Contemplo la tranquilidad del pequeño, cuando el mayor se ocupa de él, como si al fin lo liberara, seguro de que nada puede pasarle, como si supiera que es el momento perfecto para aprender, seguir el ejemplo, para madurar sin miedo. Y admiro la naturalidad de Tristan, su gracia teñida de melancolía, su simplicidad llena de ternura, cuando no se siente observado, cuando no necesita ser el chico más popular de la escuela, el líder del grupo de rock prometedor de la ciudad, el rompecorazones de la playa. Seguramente me equivoco, pero siento que nadie más que yo conoce su profundidad, su seriedad, todas sus dudas y sus guerras interiores que lo vuelven tan vulnerable.

Y nuestra conversación de ayer me regresa a la memoria: tal vez me quiere, pero no debe, no puede quererme.

– Sawyer, el espectáculo de los hermanos Quinn ya terminó, circula, no hay nada que ver aquí, dice rodeando la encimera.

– Sólo intentaba recobrar el aliento después de verte despierto tan temprano.

– ¿Tú qué opinas, Harry? ¿Le hacemos lugar? ¿Estás seguro de que aceptemos una chica en nuestra mesa?

– Tengo que pleguntale a Alfled y Elton, se divierte el niño, sentado entre su cocodrilo y su elefante.

Dejo lentamente mi escalón para ir con ellos a la cocina abierta, le doy un beso en la frente al pequeño y luego a cada uno de los peluches para que me acepten en el club.

– ¿Y Titan? interviene Harry, indignado de que lo haya podido olvidar.

Mi corazón se acelera de inmediato. Algunos latidos suplementarios me golpean las sienes ante la simple idea de darle un beso a Tristan.

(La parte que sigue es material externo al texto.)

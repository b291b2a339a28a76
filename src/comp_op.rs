//! Porter-Duff compositing operations.
//!
//! Twelve blend functions over premultiplied 8-bit ARGB plus the table that
//! collapses a requested mode into a cheaper one when the source alpha is
//! known to be exactly 0 or exactly 255.
//!
//! Every function takes the destination [`Pixel`] and the premultiplied
//! source channels `a, r, g, b` in `0..=255`, and rounds each channel
//! independently.

use crate::color::{div255, Pixel};

// ============================================================================
// BlendMode
// ============================================================================

/// Porter-Duff compositing mode. `Dst` keeps the destination untouched.
#[derive(Debug, Clone, Copy, PartialEq, Eq, Hash, Default)]
#[repr(u8)]
pub enum BlendMode {
    Clear = 0,
    Src = 1,
    Dst = 2,
    #[default]
    SrcOver = 3,
    DstOver = 4,
    SrcIn = 5,
    DstIn = 6,
    SrcOut = 7,
    DstOut = 8,
    SrcATop = 9,
    DstATop = 10,
    Xor = 11,
}

/// What is known about the alpha of every source pixel of a draw.
#[derive(Debug, Clone, Copy, PartialEq, Eq)]
pub enum SourceAlpha {
    /// Every source pixel has alpha 0.
    Transparent,
    /// Every source pixel has alpha 255.
    Opaque,
    /// Nothing is known.
    Partial,
}

impl SourceAlpha {
    /// Classify a flat color alpha. Only exact 0 and exact 1 count.
    pub fn from_alpha(a: f32) -> Self {
        if a <= 0.0 {
            SourceAlpha::Transparent
        } else if a >= 1.0 {
            SourceAlpha::Opaque
        } else {
            SourceAlpha::Partial
        }
    }
}

/// Signature shared by all blend functions.
pub type BlendProc = fn(dst: Pixel, a: u32, r: u32, g: u32, b: u32) -> Pixel;

impl BlendMode {
    pub const ALL: [BlendMode; 12] = [
        BlendMode::Clear,
        BlendMode::Src,
        BlendMode::Dst,
        BlendMode::SrcOver,
        BlendMode::DstOver,
        BlendMode::SrcIn,
        BlendMode::DstIn,
        BlendMode::SrcOut,
        BlendMode::DstOut,
        BlendMode::SrcATop,
        BlendMode::DstATop,
        BlendMode::Xor,
    ];

    /// The blend function implementing this mode.
    pub fn proc(self) -> BlendProc {
        match self {
            BlendMode::Clear => blend_clear,
            BlendMode::Src => blend_src,
            BlendMode::Dst => blend_dst,
            BlendMode::SrcOver => blend_src_over,
            BlendMode::DstOver => blend_dst_over,
            BlendMode::SrcIn => blend_src_in,
            BlendMode::DstIn => blend_dst_in,
            BlendMode::SrcOut => blend_src_out,
            BlendMode::DstOut => blend_dst_out,
            BlendMode::SrcATop => blend_src_atop,
            BlendMode::DstATop => blend_dst_atop,
            BlendMode::Xor => blend_xor,
        }
    }

    /// Collapse the mode given what is known about source alpha.
    ///
    /// | mode    | alpha 0 | alpha 255 |
    /// |---------|---------|-----------|
    /// | Src     | Clear   |           |
    /// | SrcOver | Dst     | Src       |
    /// | DstOver | Dst     |           |
    /// | SrcIn   | Clear   |           |
    /// | DstIn   | Clear   | Dst       |
    /// | SrcOut  | Clear   |           |
    /// | DstOut  | Dst     | Clear     |
    /// | SrcATop | Dst     | SrcIn     |
    /// | DstATop | Clear   | DstOver   |
    /// | Xor     | Dst     | SrcOut    |
    pub fn simplify(self, alpha: SourceAlpha) -> BlendMode {
        use BlendMode::*;
        match alpha {
            SourceAlpha::Partial => self,
            SourceAlpha::Transparent => match self {
                Src | SrcIn | DstIn | SrcOut | DstATop => Clear,
                SrcOver | DstOver | DstOut | SrcATop | Xor => Dst,
                Clear | Dst => self,
            },
            SourceAlpha::Opaque => match self {
                SrcOver => Src,
                DstIn => Dst,
                DstOut => Clear,
                SrcATop => SrcIn,
                DstATop => DstOver,
                Xor => SrcOut,
                _ => self,
            },
        }
    }
}

/// Blend a premultiplied source pixel onto `dst` with `mode`.
#[inline]
pub fn blend(mode: BlendMode, dst: Pixel, src: Pixel) -> Pixel {
    (mode.proc())(dst, src.a(), src.r(), src.g(), src.b())
}

// ============================================================================
// Blend functions
// ============================================================================

/// Apply `f(s, d, sa, da)` to each channel; alpha is combined with itself.
#[inline]
fn combine(dst: Pixel, sa: u32, sr: u32, sg: u32, sb: u32, f: impl Fn(u32, u32, u32, u32) -> u32) -> Pixel {
    let da = dst.a();
    Pixel::pack(
        f(sa, da, sa, da),
        f(sr, dst.r(), sa, da),
        f(sg, dst.g(), sa, da),
        f(sb, dst.b(), sa, da),
    )
}

fn blend_clear(_dst: Pixel, _a: u32, _r: u32, _g: u32, _b: u32) -> Pixel {
    Pixel::TRANSPARENT
}

fn blend_src(_dst: Pixel, a: u32, r: u32, g: u32, b: u32) -> Pixel {
    Pixel::pack(a, r, g, b)
}

fn blend_dst(dst: Pixel, _a: u32, _r: u32, _g: u32, _b: u32) -> Pixel {
    dst
}

// S + D*(1 - Sa)
fn blend_src_over(dst: Pixel, a: u32, r: u32, g: u32, b: u32) -> Pixel {
    combine(dst, a, r, g, b, |s, d, sa, _| s + div255(d * (255 - sa)))
}

// D + S*(1 - Da)
fn blend_dst_over(dst: Pixel, a: u32, r: u32, g: u32, b: u32) -> Pixel {
    combine(dst, a, r, g, b, |s, d, _, da| d + div255(s * (255 - da)))
}

// S*Da
fn blend_src_in(dst: Pixel, a: u32, r: u32, g: u32, b: u32) -> Pixel {
    combine(dst, a, r, g, b, |s, _, _, da| div255(s * da))
}

// D*Sa
fn blend_dst_in(dst: Pixel, a: u32, r: u32, g: u32, b: u32) -> Pixel {
    combine(dst, a, r, g, b, |_, d, sa, _| div255(d * sa))
}

// S*(1 - Da)
fn blend_src_out(dst: Pixel, a: u32, r: u32, g: u32, b: u32) -> Pixel {
    combine(dst, a, r, g, b, |s, _, _, da| div255(s * (255 - da)))
}

// D*(1 - Sa)
fn blend_dst_out(dst: Pixel, a: u32, r: u32, g: u32, b: u32) -> Pixel {
    combine(dst, a, r, g, b, |_, d, sa, _| div255(d * (255 - sa)))
}

// S*Da + D*(1 - Sa)
fn blend_src_atop(dst: Pixel, a: u32, r: u32, g: u32, b: u32) -> Pixel {
    combine(dst, a, r, g, b, |s, d, sa, da| div255(s * da + d * (255 - sa)))
}

// D*Sa + S*(1 - Da)
fn blend_dst_atop(dst: Pixel, a: u32, r: u32, g: u32, b: u32) -> Pixel {
    combine(dst, a, r, g, b, |s, d, sa, da| div255(d * sa + s * (255 - da)))
}

// S*(1 - Da) + D*(1 - Sa)
fn blend_xor(dst: Pixel, a: u32, r: u32, g: u32, b: u32) -> Pixel {
    combine(dst, a, r, g, b, |s, d, sa, da| {
        div255(s * (255 - da) + d * (255 - sa))
    })
}

// ============================================================================
// Tests
// ============================================================================

#[cfg(test)]
mod tests {
    use super::*;

    const RED: Pixel = Pixel(0xFFFF_0000);
    const HALF_BLUE: Pixel = Pixel(0x8000_0080);
    const GREEN: Pixel = Pixel(0xFF00_FF00);

    #[test]
    fn test_discriminants() {
        for (i, m) in BlendMode::ALL.iter().enumerate() {
            assert_eq!(*m as u8 as usize, i);
        }
        assert_eq!(BlendMode::default(), BlendMode::SrcOver);
    }

    #[test]
    fn test_trivial_modes() {
        assert_eq!(blend(BlendMode::Clear, GREEN, RED), Pixel::TRANSPARENT);
        assert_eq!(blend(BlendMode::Src, GREEN, HALF_BLUE), HALF_BLUE);
        assert_eq!(blend(BlendMode::Dst, GREEN, RED), GREEN);
    }

    #[test]
    fn test_src_over() {
        // opaque source replaces
        assert_eq!(blend(BlendMode::SrcOver, GREEN, RED), RED);
        // half source keeps half the destination
        let p = blend(BlendMode::SrcOver, GREEN, HALF_BLUE);
        assert_eq!(p.argb(), [255, 0, 127, 128]);
        // over a transparent destination it is a copy
        assert_eq!(blend(BlendMode::SrcOver, Pixel::TRANSPARENT, HALF_BLUE), HALF_BLUE);
    }

    #[test]
    fn test_dst_over() {
        assert_eq!(blend(BlendMode::DstOver, GREEN, RED), GREEN);
        assert_eq!(blend(BlendMode::DstOver, Pixel::TRANSPARENT, RED), RED);
        let p = blend(BlendMode::DstOver, HALF_BLUE, RED);
        assert_eq!(p.argb(), [255, 127, 0, 128]);
    }

    #[test]
    fn test_in_out() {
        assert_eq!(blend(BlendMode::SrcIn, GREEN, RED), RED);
        assert_eq!(blend(BlendMode::SrcIn, Pixel::TRANSPARENT, RED), Pixel::TRANSPARENT);
        assert_eq!(blend(BlendMode::DstIn, GREEN, HALF_BLUE).argb(), [128, 0, 128, 0]);
        assert_eq!(blend(BlendMode::SrcOut, GREEN, RED), Pixel::TRANSPARENT);
        assert_eq!(blend(BlendMode::SrcOut, Pixel::TRANSPARENT, RED), RED);
        assert_eq!(blend(BlendMode::DstOut, GREEN, RED), Pixel::TRANSPARENT);
        assert_eq!(blend(BlendMode::DstOut, GREEN, HALF_BLUE).argb(), [127, 0, 127, 0]);
    }

    #[test]
    fn test_atop_xor() {
        assert_eq!(blend(BlendMode::SrcATop, GREEN, RED), RED);
        assert_eq!(blend(BlendMode::SrcATop, Pixel::TRANSPARENT, RED), Pixel::TRANSPARENT);
        assert_eq!(blend(BlendMode::DstATop, GREEN, RED), GREEN);
        assert_eq!(blend(BlendMode::DstATop, Pixel::TRANSPARENT, RED), RED);
        assert_eq!(blend(BlendMode::Xor, GREEN, RED), Pixel::TRANSPARENT);
        assert_eq!(blend(BlendMode::Xor, Pixel::TRANSPARENT, RED), RED);
        assert_eq!(blend(BlendMode::Xor, GREEN, Pixel::TRANSPARENT), GREEN);
    }

    #[test]
    fn test_results_stay_premultiplied() {
        let srcs = [RED, HALF_BLUE, Pixel(0x4020_1008), Pixel::TRANSPARENT];
        let dsts = [GREEN, HALF_BLUE, Pixel(0xC0C0_0000), Pixel::TRANSPARENT];
        for m in BlendMode::ALL {
            for s in srcs {
                for d in dsts {
                    let p = blend(m, d, s);
                    assert!(p.r() <= p.a() && p.g() <= p.a() && p.b() <= p.a(), "{:?}", m);
                }
            }
        }
    }

    #[test]
    fn test_simplify_table() {
        use BlendMode::*;
        let t = SourceAlpha::Transparent;
        let o = SourceAlpha::Opaque;
        assert_eq!(Src.simplify(t), Clear);
        assert_eq!(SrcOver.simplify(t), Dst);
        assert_eq!(SrcOver.simplify(o), Src);
        assert_eq!(DstOver.simplify(t), Dst);
        assert_eq!(DstOver.simplify(o), DstOver);
        assert_eq!(SrcIn.simplify(t), Clear);
        assert_eq!(DstIn.simplify(t), Clear);
        assert_eq!(DstIn.simplify(o), Dst);
        assert_eq!(SrcOut.simplify(t), Clear);
        assert_eq!(DstOut.simplify(t), Dst);
        assert_eq!(DstOut.simplify(o), Clear);
        assert_eq!(SrcATop.simplify(t), Dst);
        assert_eq!(SrcATop.simplify(o), SrcIn);
        assert_eq!(DstATop.simplify(t), Clear);
        assert_eq!(DstATop.simplify(o), DstOver);
        assert_eq!(Xor.simplify(t), Dst);
        assert_eq!(Xor.simplify(o), SrcOut);
        for m in BlendMode::ALL {
            assert_eq!(m.simplify(SourceAlpha::Partial), m);
        }
    }

    #[test]
    fn test_simplify_is_exact() {
        // the simplified mode produces the same pixels as the requested one
        let opaque = [RED, GREEN, Pixel(0xFF10_2030)];
        let dsts = [GREEN, HALF_BLUE, Pixel(0x4020_1008), Pixel::TRANSPARENT];
        for m in BlendMode::ALL {
            let simple = m.simplify(SourceAlpha::Opaque);
            for s in opaque {
                for d in dsts {
                    assert_eq!(blend(m, d, s), blend(simple, d, s), "{:?}", m);
                }
            }
            let simple = m.simplify(SourceAlpha::Transparent);
            for d in dsts {
                assert_eq!(blend(m, d, Pixel::TRANSPARENT), blend(simple, d, Pixel::TRANSPARENT));
            }
        }
    }

    #[test]
    fn test_source_alpha_from_color() {
        assert_eq!(SourceAlpha::from_alpha(0.0), SourceAlpha::Transparent);
        assert_eq!(SourceAlpha::from_alpha(1.0), SourceAlpha::Opaque);
        assert_eq!(SourceAlpha::from_alpha(0.999), SourceAlpha::Partial);
    }
}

Desde que vivimos bajo el mismo techo, nos hemos visto obligados a este tipo de intercambios decenas de veces. En la época en que odiábamos eso. Pero todo ha cambiado.

Y besarlo « en público », ahora que ya no tengo derecho a hacerlo, besarlo de la forma más inocente del mundo, ahora que tengo ganas de lo contrario, besarlo como una hermana besa a su hermano, me parece repentinamente insoportable.

Creo que preferiría nunca más acercarme a él que tener que jugar a esto.

Pero Tristan me hace mentir avanzando hacia mí. El calor de su cuerpo cerca del mío me da un escalofrío y este simple roce me hace vacilar por dentro. Él me presenta su mejilla, con la mandíbula apretada y un suspiro de dolor en los labios. Pongo en ella mi boca, le ordeno a mi cerebro un beso furtivo, pero mi piel ama demasiado a la suya, mi frente se pone contra su sien, mi nariz contra su pómulo, lo respiro por un instante - gel de baño de coco, shampoo, detergente -, me embriago de él y saboreo lo prohibido, incapaz de evitarlo. Él tampoco despega su rostro del mío, sólo veo sus párpados cerrarse, sus largas pestañas acabar con sus buenos propósitos. Luego la mirada azul regresa y me fusila alejándose, dudando entre reproches y disculpas. Tristan se frota vigorosamente las el cabello y va a recargarse contra el fregadero de la cocina, de espaldas a mí, contrayendo sus bíceps en las mangas de su camisa gris claro.